Statistical analysis was performed using a student’s t-test. Triplicate experimental samples were compared to unstimulated or control samples.
In their recent report, Gross et al. demonstrated that reconstitution of HEK293 cells with Dectin-1 in combination with CARD9 and Bcl10 is sufficient to permit NF-κB activation following exposure to zymosan(12). We further investigated Dectin-1-mediated NF-κB activation in this system to rule out the possible contribution of signals derived from other receptors involved in zymosan recognition. Consistent with the reported data from us and others(8, 12), transient transfection of HEK293 cells with Dectin-1 alone was not sufficient for NF-κB activation following zymosan stimulation. This is despite the fact that Dectin-1 clearly signals in these cells since Dectin-1 transfection of HEK293 cells is sufficient to trigger phagocytosis of zymosan particles(6). However, cotransfection of Dectin-1 with CARD9 and Bcl10 was sufficient to enable robust activation of an NF-κB-driven luciferase reporter (Figure 1A and B). Both CARD9 and Bcl10 were necessary to permit reporter activation (Figure 1A). As observed by Gross et al.(12), overexpression of CARD9 with Bcl10 was often sufficient to activate NF-κB in the absence of Dectin-1 (increased background, Figure 1B). Plasmid doses were therefore titrated to minimize the background.

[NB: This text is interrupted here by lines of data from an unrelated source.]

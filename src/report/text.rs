//! Console tables
//!
//! Two boxed tables: shaders by cumulative GPU time, then debug-group
//! instances in call order. Times are shown in milliseconds.

use super::{ns_to_ms, AnalysisReport, MarkerRow, ShaderRow};
use std::fmt::Write;

const SHADER_TITLE: &str = "Shader Name";
const MAX_SHADER_WIDTH: usize = 80;
const GROUP_WIDTH: usize = 40;

fn separator(widths: &[usize]) -> String {
    let mut line = String::from("+");
    for w in widths {
        line.push_str(&"-".repeat(w + 2));
        line.push('+');
    }
    line
}

fn truncate(s: &str, width: usize) -> &str {
    match s.char_indices().nth(width) {
        Some((i, _)) => &s[..i],
        None => s,
    }
}

/// Render the per-shader table
pub fn shader_table(rows: &[ShaderRow], frame_count: u64) -> String {
    let name_width = rows
        .iter()
        .map(|r| r.name.chars().count())
        .chain(std::iter::once(SHADER_TITLE.len() + 4))
        .max()
        .unwrap_or(0)
        .min(MAX_SHADER_WIDTH);
    let sep = separator(&[name_width, 7, 10, 10, 10]);

    let mut out = String::new();
    let _ = writeln!(out, "\n=== Performance by Shader (Cumulative) ===");
    let _ = writeln!(out, "{}", sep);
    let _ = writeln!(
        out,
        "| {:<nw$} | {:>7} | {:>10} | {:>10} | {:>10} |",
        SHADER_TITLE,
        "Calls",
        "GPU[ms]",
        "Avg/Fr[ms]",
        "Timer[ms]",
        nw = name_width
    );
    let _ = writeln!(out, "{}", sep);

    for row in rows {
        let app_ms = ns_to_ms(row.app_timer_ns);
        let timer = if app_ms > 0.0 {
            format!("{:.1}", app_ms)
        } else {
            "N/A".to_string()
        };
        let _ = writeln!(
            out,
            "| {:<nw$} | {:>7} | {:>10} | {:>10} | {:>10} |",
            truncate(&row.name, name_width),
            row.draws,
            format!("{:.2}", ns_to_ms(row.gpu_time_ns)),
            format!("{:.4}", row.gpu_per_frame_ms(frame_count)),
            timer,
            nw = name_width
        );
    }
    let _ = writeln!(out, "{}", sep);
    out
}

/// Render the per-instance debug-group table
///
/// Summed timers carry a `*` suffix.
pub fn instance_table(rows: &[MarkerRow]) -> String {
    let sep = separator(&[GROUP_WIDTH, 12, 7, 10, 11]);

    let mut out = String::new();
    let _ = writeln!(out, "\n=== Debug Groups (Per Instance) ===");
    let _ = writeln!(out, "{}", sep);
    let _ = writeln!(
        out,
        "| {:<40} | {:>12} | {:>7} | {:>10} | {:>11} |",
        "Debug Group", "Call Range", "Calls", "GPU[ms]", "Timer[ms]"
    );
    let _ = writeln!(out, "{}", sep);

    for row in rows {
        let timer_ms = ns_to_ms(row.timer_ns);
        let timer = if timer_ms > 0.0 {
            let suffix = if row.is_sum { "*" } else { "" };
            format!("{:.1}{}", timer_ms, suffix)
        } else {
            "N/A".to_string()
        };
        let _ = writeln!(
            out,
            "| {:<40} | {:>12} | {:>7} | {:>10} | {:>11} |",
            truncate(&row.label, GROUP_WIDTH),
            format!("{}-{}", row.start, row.end),
            row.calls,
            format!("{:.2}", ns_to_ms(row.gpu_time_ns)),
            timer
        );
    }
    let _ = writeln!(out, "{}", sep);
    out
}

/// Render the full text report: both tables and the legend
pub fn render(report: &AnalysisReport) -> String {
    let mut out = shader_table(&report.shaders, report.frame_count);
    out.push_str(&instance_table(&report.markers));
    let _ = writeln!(out, "\n[!] Total Frames: {}", report.frame_count);
    let _ = writeln!(
        out,
        "[!] Timer [ms] = Manual GL_TIMESTAMP from glGetQueryObjectui64v pairs."
    );
    let _ = writeln!(
        out,
        "[!] GPU [ms]   = Driver auto-profiling (accurate for Fragment/Vertex shaders)."
    );
    let _ = writeln!(out, "[!] * = Sum of nested timers (group has no own timer).");
    out
}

We also observed CARD9-Bcl10-dependent NF-κB activation when Dectin-1-transfected cells were treated with β-glucan particles prepared by boiling zymosan particles in hot alkali (depleted zymosan; Figure 1B), which we have previously demonstrated destroys the TLR ligands without affecting their ability to signal via Dectin-1(8, 9). To confirm that Dectin-1 signals alone are sufficient to activate NF-κB via CARD9-Bcl10, we directly crosslinked streptavidin-binding peptide (SBPc)-tagged Dectin-1 with streptavidin-coated beads, which we have previously used extensively to study Dectin-1 signaling(6, 9), and observed NF-κB activation only in HEK293 cells transfected with SBPc-Dectin-1, CARD9 and Bcl10 (Figure 1B).
Dectin-1 activates additional transcriptional responses in addition to NF-κB. We have previously reported that Dectin-1 activates NFAT(9). However, Dectin-1 signaling to NFAT cannot be reconstituted in HEK293 cells with or without CARD9/Bcl10 (data not shown), suggesting that additional macrophage/DC factors are required to enable this signaling pathway. In contrast, zymosan, depleted zymosan and streptavidin-coated beads all stimulated the activity of a luciferase reporter driven by the binding of serum response factor (SRF) to the serum response element (SRE-luciferase) in SBPc-Dectin-1-transfected HEK293 cells, and this effect was neither dependent on nor influenced by co-transfection with CARD9 and Bcl10 (Figure 1C). Taken together, the above data demonstrate that Dectin-1 signals transduced by CARD9 and Bcl10 can trigger NF-κB activation, but that CARD9 is not required for all transcriptional responses triggered by Dectin-1 ligation.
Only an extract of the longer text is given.